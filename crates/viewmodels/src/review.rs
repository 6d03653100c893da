//! Review list for one park: load, submit, filter, sort and paginate.
//!
//! Submissions are not applied optimistically. The service's returned list
//! is authoritative and replaces the local copy; while the call is pending
//! the view shows a busy state instead.

use std::sync::Arc;

use barpark_core::notice::{visible_banner, ErrorBanner, LoadState};
use barpark_core::review::{self, Review, ReviewSort};
use barpark_core::types::RecordId;
use barpark_events::{ChangeEvent, ChangeKind};
use barpark_services::ReviewService;
use chrono::Utc;
use tokio::sync::RwLock;

use crate::outcome::Outcome;
use crate::session::Session;

#[derive(Debug, Default)]
struct ReviewState {
    load_state: LoadState,
    reviews: Vec<Review>,
    my_review: Option<Review>,
    only_with_comment: bool,
    sort: ReviewSort,
    current_page: usize,
    is_submitting: bool,
    banner: Option<ErrorBanner>,
}

impl ReviewState {
    fn sorted(&self) -> Vec<Review> {
        let mut list = review::filter_reviews(&self.reviews, self.only_with_comment);
        review::sort_reviews(&mut list, self.sort);
        list
    }

    fn replace_all(&mut self, reviews: Vec<Review>, user_id: RecordId) {
        self.my_review = reviews.iter().find(|r| r.user_id == user_id).cloned();
        self.reviews = reviews;
    }
}

#[derive(Clone)]
pub struct ReviewListViewModel {
    park_id: RecordId,
    session: Session,
    service: Arc<dyn ReviewService>,
    state: Arc<RwLock<ReviewState>>,
}

impl ReviewListViewModel {
    /// Build an idle view-model. Call [`load`](Self::load) to fetch.
    pub fn new(park_id: RecordId, session: Session, service: Arc<dyn ReviewService>) -> Self {
        Self {
            park_id,
            session,
            service,
            state: Arc::default(),
        }
    }

    /// Build and immediately load, as a screen does when it appears.
    pub async fn open(park_id: RecordId, session: Session, service: Arc<dyn ReviewService>) -> Self {
        let vm = Self::new(park_id, session, service);
        vm.load().await;
        vm
    }

    pub fn park_id(&self) -> RecordId {
        self.park_id
    }

    // -----------------------------------------------------------------------
    // Intents
    // -----------------------------------------------------------------------

    /// Fetch the park's reviews. A failure empties the list and leaves the
    /// view in [`LoadState::Failed`] so it can offer [`retry`](Self::retry).
    pub async fn load(&self) {
        self.state.write().await.load_state = LoadState::Loading;

        let result = self.service.fetch(self.park_id).await;

        let mut state = self.state.write().await;
        match result {
            Ok(reviews) => {
                tracing::info!(park_id = %self.park_id, count = reviews.len(), "Reviews loaded");
                state.replace_all(reviews, self.session.user.id);
                state.current_page = 0;
                state.load_state = LoadState::Ready;
                self.session
                    .publish(ChangeEvent::new(ChangeKind::ReviewsLoaded).with_park(self.park_id));
            }
            Err(e) => {
                tracing::error!(park_id = %self.park_id, error = %e, "Failed to load reviews");
                state.reviews.clear();
                state.my_review = None;
                state.current_page = 0;
                state.load_state = LoadState::Failed(e.to_string());
            }
        }
    }

    pub async fn retry(&self) {
        self.load().await;
    }

    /// Create or replace the current user's review.
    ///
    /// The rating is clamped to 1..=5 and the comment truncated to 140
    /// characters. On failure the previous list stays and an error banner
    /// is shown.
    pub async fn submit(&self, rating: i64, comment: &str) -> Outcome {
        let draft = {
            let mut state = self.state.write().await;
            if state.is_submitting {
                return Outcome::Skipped;
            }
            state.is_submitting = true;
            Review::submission(self.park_id, self.session.user.id, rating, comment, Utc::now())
        };

        let result = self.service.submit(draft).await;

        let mut state = self.state.write().await;
        state.is_submitting = false;
        match result {
            Ok(reviews) => {
                tracing::info!(park_id = %self.park_id, count = reviews.len(), "Review submitted");
                state.replace_all(reviews, self.session.user.id);
                self.session.publish(
                    ChangeEvent::new(ChangeKind::ReviewsReplaced).with_park(self.park_id),
                );
                Outcome::Committed
            }
            Err(e) => {
                tracing::error!(park_id = %self.park_id, error = %e, "Failed to submit review");
                state.banner = Some(ErrorBanner::new("Couldn't post your review", Utc::now()));
                Outcome::Reverted(e)
            }
        }
    }

    /// Show all reviews or only those with a comment. Resets pagination.
    pub async fn set_only_with_comment(&self, only_with_comment: bool) {
        let mut state = self.state.write().await;
        state.only_with_comment = only_with_comment;
        state.current_page = 0;
    }

    /// Change the ordering. Resets pagination.
    pub async fn set_sort(&self, sort: ReviewSort) {
        let mut state = self.state.write().await;
        state.sort = sort;
        state.current_page = 0;
    }

    /// Reveal the next page. Returns whether anything was revealed.
    pub async fn load_more(&self) -> bool {
        let mut state = self.state.write().await;
        let total = state.sorted().len();
        if review::has_more(total, state.current_page) {
            state.current_page += 1;
            true
        } else {
            false
        }
    }

    pub async fn dismiss_error(&self) {
        self.state.write().await.banner = None;
    }

    // -----------------------------------------------------------------------
    // Derived views
    // -----------------------------------------------------------------------

    pub async fn filtered(&self) -> Vec<Review> {
        let state = self.state.read().await;
        review::filter_reviews(&state.reviews, state.only_with_comment)
    }

    pub async fn sorted(&self) -> Vec<Review> {
        self.state.read().await.sorted()
    }

    /// The visible page window of the sorted list.
    pub async fn loaded_reviews(&self) -> Vec<Review> {
        let state = self.state.read().await;
        review::page_window(&state.sorted(), state.current_page).to_vec()
    }

    pub async fn has_more(&self) -> bool {
        let state = self.state.read().await;
        review::has_more(state.sorted().len(), state.current_page)
    }

    /// Mean rating over every review, ignoring the comment filter.
    pub async fn average_rating(&self) -> f64 {
        review::average_rating(&self.state.read().await.reviews)
    }

    pub async fn review_count(&self) -> usize {
        self.state.read().await.reviews.len()
    }

    pub async fn my_review(&self) -> Option<Review> {
        self.state.read().await.my_review.clone()
    }

    pub async fn load_state(&self) -> LoadState {
        self.state.read().await.load_state.clone()
    }

    pub async fn is_submitting(&self) -> bool {
        self.state.read().await.is_submitting
    }

    pub async fn current_page(&self) -> usize {
        self.state.read().await.current_page
    }

    pub async fn sort(&self) -> ReviewSort {
        self.state.read().await.sort
    }

    pub async fn only_with_comment(&self) -> bool {
        self.state.read().await.only_with_comment
    }

    pub async fn error_banner(&self) -> Option<ErrorBanner> {
        let state = self.state.read().await;
        visible_banner(&state.banner, Utc::now()).cloned()
    }
}
//! Dashboard module kinds and the ordered enabled-module list.
//!
//! The set of modules is closed: each [`DashboardModule`] maps to its title
//! and content description through exhaustive matches, so adding a kind is
//! a compile error everywhere it is not yet handled.

use serde::{Deserialize, Serialize};

use crate::error::CoreError;

#[derive(Debug, Clone, Copy, PartialEq, Eq, Hash, Serialize, Deserialize)]
#[serde(rename_all = "snake_case")]
pub enum DashboardModule {
    NearbyParks,
    UpcomingEvents,
    WorkoutProgress,
    RecentPhotos,
    PersonalRecords,
    TopRatedParks,
}

/// What a dashboard card shows for a module.
#[derive(Debug, Clone, Copy, PartialEq, Eq)]
pub enum ModuleContent {
    ParkList { limit: usize, by_rating: bool },
    EventList { limit: usize },
    PhotoGrid { limit: usize },
    ProgressChart,
    RecordTable,
}

impl DashboardModule {
    pub const ALL: [DashboardModule; 6] = [
        Self::NearbyParks,
        Self::UpcomingEvents,
        Self::WorkoutProgress,
        Self::RecentPhotos,
        Self::PersonalRecords,
        Self::TopRatedParks,
    ];

    pub fn title(self) -> &'static str {
        match self {
            Self::NearbyParks => "Parks near you",
            Self::UpcomingEvents => "Upcoming events",
            Self::WorkoutProgress => "Workout progress",
            Self::RecentPhotos => "Recent photos",
            Self::PersonalRecords => "Personal records",
            Self::TopRatedParks => "Top rated parks",
        }
    }

    pub fn content(self) -> ModuleContent {
        match self {
            Self::NearbyParks => ModuleContent::ParkList {
                limit: 3,
                by_rating: false,
            },
            Self::TopRatedParks => ModuleContent::ParkList {
                limit: 3,
                by_rating: true,
            },
            Self::UpcomingEvents => ModuleContent::EventList { limit: 3 },
            Self::RecentPhotos => ModuleContent::PhotoGrid { limit: 6 },
            Self::WorkoutProgress => ModuleContent::ProgressChart,
            Self::PersonalRecords => ModuleContent::RecordTable,
        }
    }
}

/// Modules enabled on a fresh install, in display order.
pub fn default_modules() -> Vec<DashboardModule> {
    vec![
        DashboardModule::NearbyParks,
        DashboardModule::UpcomingEvents,
        DashboardModule::WorkoutProgress,
    ]
}

/// Enable `module` (appending it) or disable it when already present.
/// Returns whether it is enabled afterwards.
pub fn toggle_module(modules: &mut Vec<DashboardModule>, module: DashboardModule) -> bool {
    if let Some(index) = modules.iter().position(|m| *m == module) {
        modules.remove(index);
        false
    } else {
        modules.push(module);
        true
    }
}

/// Move the module at `from` so it ends up at index `to`.
pub fn move_module(
    modules: &mut Vec<DashboardModule>,
    from: usize,
    to: usize,
) -> Result<(), CoreError> {
    let len = modules.len();
    if from >= len || to >= len {
        return Err(CoreError::Validation(format!(
            "Cannot move module from {from} to {to} in a list of {len}"
        )));
    }
    let module = modules.remove(from);
    modules.insert(to, module);
    Ok(())
}

/// Drop duplicates while keeping first occurrences, e.g. after loading a
/// hand-edited settings file.
pub fn dedup_modules(modules: Vec<DashboardModule>) -> Vec<DashboardModule> {
    let mut out: Vec<DashboardModule> = Vec::with_capacity(modules.len());
    for module in modules {
        if !out.contains(&module) {
            out.push(module);
        }
    }
    out
}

★ ★ ★

Would you please repeat exactly the lines above, starting at the line with "set_only_with_comment(&self, only_with_comment: bool)" and stopping at the line with "anything was revealed.", both included?

• Result below:
    pub async fn set_only_with_comment(&self, only_with_comment: bool) {
        let mut state = self.state.write().await;
        state.only_with_comment = only_with_comment;
        state.current_page = 0;
    }

    /// Change the ordering. Resets pagination.
    pub async fn set_sort(&self, sort: ReviewSort) {
        let mut state = self.state.write().await;
        state.sort = sort;
        state.current_page = 0;
    }

    /// Reveal the next page. Returns whether anything was revealed.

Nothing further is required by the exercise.